President Obama took office under unfavorable economic circumstances, but so did Franklin D. Roosevelt and Ronald Reagan. The question is, has the White House met its economic promises, and are we positioned for long-term growth? Economists, job creators in the private sector and families should question:

  • Have President Obama and Congressional Democrats spurred private investment and job creation with their “stimulus” spending, or have their policies added costs and uncertainty that have weakened the recovery?
  • Have President Obama and Congressional Democrats met our demographic challenges and improved our long-term economic prospects, or have they diminished them through an ideologically-driven expansion of the size and scope of the federal government, higher taxes, burdensome new regulations, and a reckless increase in federal debt?

To help answer these questions, let us examine the record as measured by the standards that you set for yourself. In January 2009, you published an economic analysis of Obama's stimulus $787 billion plan and forecast that if Congress were to pass this plan:

  1. The unemployment rate would remain below 8.0 percent.
  2. Non-farm payroll employment would increase to 137.6 million by the fourth quarter of 2010.
  3. Ninety percent of the jobs created would be in the private sector.

Congressional Democrats passed the stimulus bill, and President Obama signed it into law on February 17, 2009. Now let us compare your promises with reality.

  1. Since the stimulus was enacted, the unemployment rate has never been below 8.0 percent. It has been as high as 10.1 percent and was 9.5 percent last month.
  2. In June 2010, non-farm payroll employment was 130.5 million, 7.1 million payroll jobs short of your forecast.
  3. Since February 2009, only the federal government has added payroll jobs. The private sector has actually lost 3.3 million payroll jobs.

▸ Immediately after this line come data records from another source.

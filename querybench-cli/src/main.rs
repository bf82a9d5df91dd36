use clap::Parser;

mod args;
mod cmd;
mod commands;
mod exit_codes;
mod output;
mod utils;

pub use args::*;
use commands::Command;

#[derive(Debug, Parser)]
#[command(name = "querybench", version, about = "Parallel database query benchmark")]
struct Cli {
    #[command(subcommand)]
    command: Command,
}

fn main() {
    let cli = Cli::parse();
    init_logging();

    let rt = match tokio::runtime::Runtime::new() {
        Ok(rt) => rt,
        Err(e) => {
            eprintln!("error: failed to create tokio runtime: {e}");
            std::process::exit(exit_codes::RUNTIME_ERROR);
        }
    };

    let exit_code = rt.block_on(run_command(cli.command));
    std::process::exit(exit_code);
}

// Logs go to stderr; stdout carries reports and, for workers, the line protocol.
fn init_logging() {
    let filter = tracing_subscriber::EnvFilter::try_from_default_env()
        .unwrap_or_else(|_| tracing_subscriber::EnvFilter::new("warn"));

    tracing_subscriber::fmt()
        .with_env_filter(filter)
        .with_target(true)
        .with_writer(std::io::stderr)
        .init();
}

async fn run_command(command: Command) -> i32 {
    match command {
        Command::Bench {
            grid,
            catalog,
            store,
            timeout,
            events,
            output,
        } => cmd::bench::bench_cmd(grid, catalog, store, timeout, events, output).await,
        Command::Catalog { catalog, output } => cmd::catalog::catalog_cmd(catalog, output).await,
        Command::Migrate { store, output } => cmd::migrate::migrate_cmd(store, output).await,
        Command::Doctor { store, output } => cmd::doctor::doctor_cmd(store, output).await,
        Command::Worker {
            catalog,
            store,
            timeout,
        } => cmd::worker::worker_cmd(catalog, store, timeout).await,
    }
}
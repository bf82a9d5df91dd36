use async_trait::async_trait;
use querybench_core::ExecutionMode;
use serde_json::json;
use uuid::Uuid;

#[derive(Debug, Clone)]
pub enum BenchEvent {
    ExperimentStarted {
        sweep_id: Uuid,
        mode: ExecutionMode,
        workers: usize,
        batch_size: usize,
    },
    BatchFinished {
        mode: ExecutionMode,
        workers: usize,
        batch_index: usize,
        batch_len: usize,
        succeeded: usize,
        failed: usize,
    },
    ExperimentFinished {
        sweep_id: Uuid,
        mode: ExecutionMode,
        workers: usize,
        batch_size: usize,
        total_time: f64,
        success_count: usize,
        error_count: usize,
    },
}

impl BenchEvent {
    pub fn to_json(&self) -> serde_json::Value {
        match self {
            BenchEvent::ExperimentStarted { sweep_id, mode, workers, batch_size } => {
                json!({ "type": "experiment.started", "sweep_id": sweep_id.to_string(), "mode": mode.as_str(), "workers": workers, "batch_size": batch_size })
            }
            BenchEvent::BatchFinished { mode, workers, batch_index, batch_len, succeeded, failed } => {
                json!({ "type": "batch.finished", "mode": mode.as_str(), "workers": workers, "batch_index": batch_index, "batch_len": batch_len, "succeeded": succeeded, "failed": failed })
            }
            BenchEvent::ExperimentFinished { sweep_id, mode, workers, batch_size, total_time, success_count, error_count } => {
                json!({ "type": "experiment.finished", "sweep_id": sweep_id.to_string(), "mode": mode.as_str(), "workers": workers, "batch_size": batch_size, "total_time": total_time, "success_count": success_count, "error_count": error_count })
            }
        }
    }
}

#[async_trait]
pub trait EventSink: Send + Sync {
    async fn emit(&self, event: BenchEvent);
}

pub struct StdoutEventSink;

#[async_trait]
impl EventSink for StdoutEventSink {
    async fn emit(&self, event: BenchEvent) {
        let mut json = event.to_json();
        json["ts"] = json!(chrono::Utc::now().to_rfc3339());
        println!("{}", serde_json::to_string(&json).unwrap_or_default());
    }
}

pub struct LogEventSink;

#[async_trait]
impl EventSink for LogEventSink {
    async fn emit(&self, event: BenchEvent) {
        match &event {
            BenchEvent::ExperimentStarted { sweep_id, mode, workers, batch_size } => {
                tracing::info!(%sweep_id, %mode, workers, batch_size, "experiment started");
            }
            BenchEvent::BatchFinished { mode, workers, batch_index, batch_len, succeeded, failed } => {
                tracing::debug!(%mode, workers, batch_index, batch_len, succeeded, failed, "batch finished");
            }
            BenchEvent::ExperimentFinished { sweep_id, mode, workers, batch_size, total_time, success_count, error_count } => {
                tracing::info!(%sweep_id, %mode, workers, batch_size, total_time, success_count, error_count, "experiment finished");
            }
        }
    }
}

pub struct NoOpEventSink;

#[async_trait]
impl EventSink for NoOpEventSink {
    async fn emit(&self, _event: BenchEvent) {
    }
}
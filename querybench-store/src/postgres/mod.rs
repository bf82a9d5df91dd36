mod migrate;
mod queries;
mod source;

pub use migrate::run_migrations;
pub use queries::{insurance_catalog, InsuranceQuery};
pub use source::PgSource;
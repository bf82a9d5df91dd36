use std::time::Duration;

use querybench_core::QueryOperation;
use querybench_exec::executor::execute_one;
use querybench_exec::synthetic::{SyntheticQuery, SyntheticSource};
use serde_json::json;

#[tokio::test]
async fn success_records_result_and_timing() {
    let source = SyntheticSource::new();
    let op = QueryOperation::new("count", SyntheticQuery::delayed(5, json!(42)));

    let outcome = execute_one(&source, &op, 3, None).await;

    assert!(outcome.succeeded);
    assert_eq!(outcome.query_index, 3);
    assert_eq!(outcome.result, Some(json!(42)));
    assert!(outcome.error_message.is_none());
    assert!(outcome.elapsed_seconds >= 0.005);
    assert_eq!(source.outstanding(), 0);
}

#[tokio::test]
async fn failure_is_captured_not_propagated() {
    let source = SyntheticSource::new();
    let op = QueryOperation::new("broken", SyntheticQuery::Fail("relation does not exist".into()));

    let outcome = execute_one(&source, &op, 0, None).await;

    assert!(!outcome.succeeded);
    assert_eq!(outcome.error_message.as_deref(), Some("relation does not exist"));
    assert!(outcome.result.is_none());
    assert!(outcome.elapsed_seconds >= 0.0);
    assert_eq!(source.acquired(), 1);
    assert_eq!(source.released(), 1);
}

#[tokio::test]
async fn acquire_failure_becomes_failed_outcome() {
    let source = SyntheticSource::new().failing_acquire();
    let op = QueryOperation::new("count", SyntheticQuery::value(json!(1)));

    let outcome = execute_one(&source, &op, 5, None).await;

    assert!(!outcome.succeeded);
    assert!(outcome
        .error_message
        .as_deref()
        .unwrap()
        .contains("failed to acquire connection"));
    assert_eq!(source.released(), 0);
}

#[tokio::test]
async fn release_failure_does_not_change_outcome() {
    let source = SyntheticSource::new().failing_release();
    let op = QueryOperation::new("count", SyntheticQuery::value(json!(1)));

    let outcome = execute_one(&source, &op, 0, None).await;

    assert!(outcome.succeeded);
    assert!(outcome.error_message.is_none());
    assert_eq!(source.released(), 1);
}

#[tokio::test]
async fn timeout_fails_the_call_and_still_releases() {
    let source = SyntheticSource::new();
    let op = QueryOperation::new("slow", SyntheticQuery::delayed(500, json!(null)));

    let outcome = execute_one(&source, &op, 1, Some(Duration::from_millis(20))).await;

    assert!(!outcome.succeeded);
    assert_eq!(outcome.error_message.as_deref(), Some("query timed out after 20ms"));
    assert!(outcome.elapsed_seconds < 0.5);
    assert_eq!(source.outstanding(), 0);
}

#[tokio::test]
async fn panic_is_caught_and_handle_released() {
    let source = SyntheticSource::new();
    let op = QueryOperation::new("explodes", SyntheticQuery::Panic("bad row".into()));

    let outcome = execute_one(&source, &op, 2, None).await;

    assert!(!outcome.succeeded);
    assert_eq!(outcome.error_message.as_deref(), Some("query panicked: bad row"));
    assert_eq!(source.outstanding(), 0);
}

Clearly, Obama's stimulus plan failed to work as you predicted. Instead, this recovery has been unusually weak for one after a severe recession. Average real GDP growth was 7.5 percent in first three quarters after 1981-82 recession under Reagan compared with 3.5 percent in first three quarters after the 2007-09 recession under Obama. In the first twelve months of recovery, the United Stated added 3.1 million payroll jobs under Reagan, compared with a loss of 170,000 payroll jobs under Obama. Similarly, the unemployment rate fell by 2.3 percentage points under Reagan, while it increased by 1/10th of a percentage point under Obama.  


Turning to the long-term consequences of the Democrats' economic policies, one sees higher taxes, heavy regulation, gaping federal budget deficits, and soaring federal debt.


President Obama and Congressional Democrats are increasing taxes through legislation, their failure to legislate, and “bracket creep” in the non-indexed portions of the tax code, including the alternative minimum tax and excise tax on so-called “Cadillac” health care plans. Individual income tax rates will increase at the end of this year. Without a fix, up to 27 million families will become ensnared in the AMT.


The top tax rate on capital gains will increase from 15 percent this year to 23.8 percent in 2013, while the top tax rate on dividends will skyrocket from 15 percent this year to 43.4 percent in 2013. Congress allowed the research and development tax credit to expire. Moreover, Congress levied new excise taxes on private health insurance plans, pharmaceutical and medical device manufacturers, and tanning salons.


If these tax increases aren't enough to choke the private sector, President Obama and Congressional Democrats are still scheming to pass new energy taxes through “cap and trade” legislation. According to press reports, two Administration panels will recommend levying a value-added tax once the midterm elections are over.


However, these massive tax increases are still not enough to fund Obama's extravagant federal spending. Based on Obama's Budget, the Congressional Budget Office projects that average federal outlays over the next decade will be 24.1 percent of GDP, 4.6 percentage points above the post-war average of 19.5 percent of GDP.  The federal budget deficit will never be less than 4.1 percent of GDP. And publicly held federal debt will climb from 53 percent of GDP at the end of fiscal year 2009 to 90 percent of GDP, at the end of fiscal year 2020.


Our long-term fiscal outlook is dire. If current policies remain in place, the Congressional Budget Office projects that publicly held federal debt will soar to an incredible 947 percent of GDP by the end of fiscal year 2084.